Look at everything we do in line in that process method. Here and there we
have some very small window synchronization or whatever.

Now, you normally don't have to worry about what you do in a watcher
process method. We can say that, because every watcher has that
notification fired on a thread from a big fat executor, not the zk event
thread. This is not really typical ZK, but it kind of let's you mitigate
and not have to future worry about what you do in that process loop. It's
also got plenty of downsides in terms of resource management.  The result
is a bit tough to manage chaos. Those watcher events now can come out of
order. Or you limit the executor to one thread and they come in order, but
serially.

Anyway, the ConnectionManager, this class, uses a separate executor with 1
thread. So basically, through everything we do in that process method, we
have locked off ZK connection even notifications. All I can say is that may
not be the best situation leading to the ideal behaviors.
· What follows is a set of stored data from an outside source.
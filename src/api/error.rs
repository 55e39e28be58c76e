use axum::extract::rejection::{JsonRejection, PathRejection, QueryRejection};
use axum::http::StatusCode;
use axum::response::{IntoResponse, Response};
use axum::Json;
use serde::Serialize;
use thiserror::Error;

use crate::storage::StoreError;
use crate::util::{FieldError, ValidationError};

// ============================================================================
// Error Types
// ============================================================================

/// Request failure, rendered as `{ "message": ... }` with a matching status.
#[derive(Debug, Error)]
pub enum ApiError {
    /// Malformed or missing input; carries per-field details
    #[error("Invalid input")]
    Validation(Vec<FieldError>),

    /// Malformed input with no field breakdown (bad path IDs, missing IDs)
    #[error("{0}")]
    BadRequest(String),

    /// Duplicate email or duplicate save
    #[error("{0}")]
    Conflict(String),

    #[error("Invalid email or password")]
    Unauthorized,

    #[error("{0}")]
    NotFound(String),

    /// Known path, unsupported method
    #[error("Method not allowed")]
    MethodNotAllowed,

    /// Unexpected failure. The detail is logged, never sent to the client.
    #[error("Internal server error")]
    Internal(String),
}

#[derive(Serialize)]
struct ErrorBody<'a> {
    message: String,
    #[serde(skip_serializing_if = "Option::is_none")]
    errors: Option<&'a [FieldError]>,
}

impl ApiError {
    pub fn status(&self) -> StatusCode {
        match self {
            ApiError::Validation(_) | ApiError::BadRequest(_) | ApiError::Conflict(_) => {
                StatusCode::BAD_REQUEST
            }
            ApiError::Unauthorized => StatusCode::UNAUTHORIZED,
            ApiError::NotFound(_) => StatusCode::NOT_FOUND,
            ApiError::MethodNotAllowed => StatusCode::METHOD_NOT_ALLOWED,
            ApiError::Internal(_) => StatusCode::INTERNAL_SERVER_ERROR,
        }
    }
}

impl IntoResponse for ApiError {
    fn into_response(self) -> Response {
        let status = self.status();
        match &self {
            ApiError::Internal(detail) => {
                tracing::error!(error = %detail, "Request failed");
            }
            other => {
                tracing::debug!(status = status.as_u16(), error = %other, "Request rejected");
            }
        }

        let body = ErrorBody {
            message: self.to_string(),
            errors: match &self {
                ApiError::Validation(errors) => Some(errors.as_slice()),
                _ => None,
            },
        };
        (status, Json(body)).into_response()
    }
}

// ============================================================================
// Conversions
// ============================================================================

impl From<StoreError> for ApiError {
    fn from(err: StoreError) -> Self {
        match err {
            StoreError::AccountNotFound(_) | StoreError::SavedLinkNotFound { .. } => {
                ApiError::NotFound(err.to_string())
            }
            StoreError::AlreadySaved { .. } | StoreError::EmailTaken(_) => {
                ApiError::Conflict(err.to_string())
            }
        }
    }
}

impl From<ValidationError> for ApiError {
    fn from(err: ValidationError) -> Self {
        ApiError::Validation(err.errors)
    }
}

impl From<JsonRejection> for ApiError {
    fn from(rejection: JsonRejection) -> Self {
        ApiError::Validation(vec![FieldError {
            field: "body".to_string(),
            message: rejection.body_text(),
        }])
    }
}

impl From<QueryRejection> for ApiError {
    fn from(rejection: QueryRejection) -> Self {
        ApiError::BadRequest(rejection.body_text())
    }
}

/// Path parameters that are not integers
pub(crate) fn invalid_path(message: &'static str) -> impl FnOnce(PathRejection) -> ApiError {
    move |rejection| {
        tracing::debug!(error = %rejection.body_text(), "Invalid path parameter");
        ApiError::BadRequest(message.to_string())
    }
}
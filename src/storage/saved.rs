use super::store::{next_id, Store};
use super::types::{AccountId, Article, ArticleId, SavedLink, StoreError};

impl Store {
    // ========================================================================
    // Saved Link Primitives
    // ========================================================================

    /// Insert a saved link without checking for an existing pair.
    pub fn create_saved_link(&mut self, account_id: AccountId, article_id: ArticleId) -> SavedLink {
        let id = next_id(&mut self.next_saved_link_id);
        let link = SavedLink {
            id,
            account_id,
            article_id,
        };
        self.saved_links.insert(id, link);
        link
    }

    /// Remove the earliest link for the pair. Returns whether one was removed.
    pub fn delete_saved_link(&mut self, account_id: AccountId, article_id: ArticleId) -> bool {
        let found = self
            .saved_links
            .values()
            .find(|link| link.account_id == account_id && link.article_id == article_id)
            .map(|link| link.id);

        match found {
            Some(id) => {
                self.saved_links.remove(&id);
                true
            }
            None => false,
        }
    }

    pub fn has_saved_link(&self, account_id: AccountId, article_id: ArticleId) -> bool {
        self.saved_links
            .values()
            .any(|link| link.account_id == account_id && link.article_id == article_id)
    }

    // ========================================================================
    // Bookmark Workflow
    // ========================================================================

    /// Articles the account saved, in the order they were saved.
    ///
    /// Links pointing at articles that no longer exist are skipped.
    pub fn list_saved(&self, account_id: AccountId) -> Vec<Article> {
        self.saved_links
            .values()
            .filter(|link| link.account_id == account_id)
            .filter_map(|link| self.articles.get(&link.article_id))
            .cloned()
            .collect()
    }

    /// Bookmark an article, refusing a second bookmark of the same pair.
    ///
    /// Runs under the caller's `&mut` borrow, so the check and the insert
    /// cannot interleave with another writer.
    pub fn save(&mut self, account_id: AccountId, article_id: ArticleId) -> Result<SavedLink, StoreError> {
        if self.has_saved_link(account_id, article_id) {
            return Err(StoreError::AlreadySaved {
                account_id,
                article_id,
            });
        }

        let link = self.create_saved_link(account_id, article_id);
        tracing::debug!(
            account_id = account_id,
            article_id = article_id,
            link_id = link.id,
            "Saved article"
        );
        Ok(link)
    }

    pub fn unsave(&mut self, account_id: AccountId, article_id: ArticleId) -> Result<(), StoreError> {
        if !self.delete_saved_link(account_id, article_id) {
            return Err(StoreError::SavedLinkNotFound {
                account_id,
                article_id,
            });
        }

        tracing::debug!(account_id = account_id, article_id = article_id, "Unsaved article");
        Ok(())
    }
}
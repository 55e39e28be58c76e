use axum::extract::rejection::JsonRejection;
use axum::extract::State;
use axum::Json;
use secrecy::SecretString;
use serde::{Deserialize, Serialize};

use super::{ApiError, AppState};
use crate::storage::{Account, AccountDraft};
use crate::util::{clean_tags, ValidationError, Validator};

/// `{ "user": ... }` envelope; the password never serializes.
#[derive(Debug, Serialize)]
pub struct UserResponse {
    pub user: Account,
}

// No Debug derive: these carry a plaintext password.
#[derive(Deserialize)]
pub(crate) struct RegisterRequest {
    name: Option<String>,
    email: Option<String>,
    password: Option<String>,
    preferences: Option<Vec<String>>,
}

#[derive(Deserialize)]
pub(crate) struct LoginRequest {
    email: Option<String>,
    password: Option<String>,
}

fn incomplete() -> ValidationError {
    ValidationError::single("body", "is incomplete")
}

impl RegisterRequest {
    fn into_draft(self) -> Result<AccountDraft, ValidationError> {
        let mut v = Validator::new();
        let name = v.required_text("name", self.name.as_deref());
        let email = v.required_email("email", self.email.as_deref());
        let password = v.required_raw("password", self.password);
        v.finish()?;

        let (Some(name), Some(email), Some(password)) = (name, email, password) else {
            return Err(incomplete());
        };
        Ok(AccountDraft {
            name,
            email,
            password: SecretString::from(password),
            preferences: self.preferences.map(clean_tags),
        })
    }
}

/// `POST /api/auth/register`
pub(crate) async fn register(
    State(state): State<AppState>,
    payload: Result<Json<RegisterRequest>, JsonRejection>,
) -> Result<Json<UserResponse>, ApiError> {
    let Json(request) = payload?;
    let draft = request.into_draft()?;

    let mut store = state.write()?;
    if store.get_account_by_email(&draft.email).is_some() {
        return Err(ApiError::Conflict("User already exists".to_string()));
    }
    let account = store.create_account(draft);

    tracing::info!(account_id = account.id, "Registered account");
    Ok(Json(UserResponse { user: account }))
}

/// `POST /api/auth/login`
///
/// Unknown email and wrong password are indistinguishable to the client.
pub(crate) async fn login(
    State(state): State<AppState>,
    payload: Result<Json<LoginRequest>, JsonRejection>,
) -> Result<Json<UserResponse>, ApiError> {
    let Json(request) = payload?;

    let mut v = Validator::new();
    let email = v.required_email("email", request.email.as_deref());
    let password = v.required_raw("password", request.password);
    v.finish()?;
    let (Some(email), Some(password)) = (email, password) else {
        return Err(incomplete().into());
    };

    let store = state.read()?;
    match store.get_account_by_email(&email) {
        Some(account) if account.password_matches(&password) => {
            tracing::debug!(account_id = account.id, "Login succeeded");
            Ok(Json(UserResponse { user: account }))
        }
        _ => Err(ApiError::Unauthorized),
    }
}
mod accounts;
mod articles;
mod categories;
mod saved;
mod search;
mod seed;
mod store;
mod types;

pub use articles::publication_instant;
pub use categories::{Category, UnknownCategory, ALL_CATEGORIES};
pub use seed::{default_articles, load_seed_file, SeedError};
pub use store::{SharedStore, Store};
pub use types::{
    Account, AccountDraft, AccountId, AccountUpdate, Article, ArticleDraft, ArticleId, SavedLink,
    SavedLinkId, StoreError,
};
This stuff is tricky in the best of cases - on very old code stood up on
very old ideas of what was reasonable, tricky would be an enjoyment.
Especially since as much complexity and poor behavior as you can find in
each of these classes and distinct functions and implementations - they all
tie together in a complexity multiplication party. Which is why I try to
balance that I know it can be addressed and I also know in many cases that
is likely poor information if taken the wrong way. Curator ;)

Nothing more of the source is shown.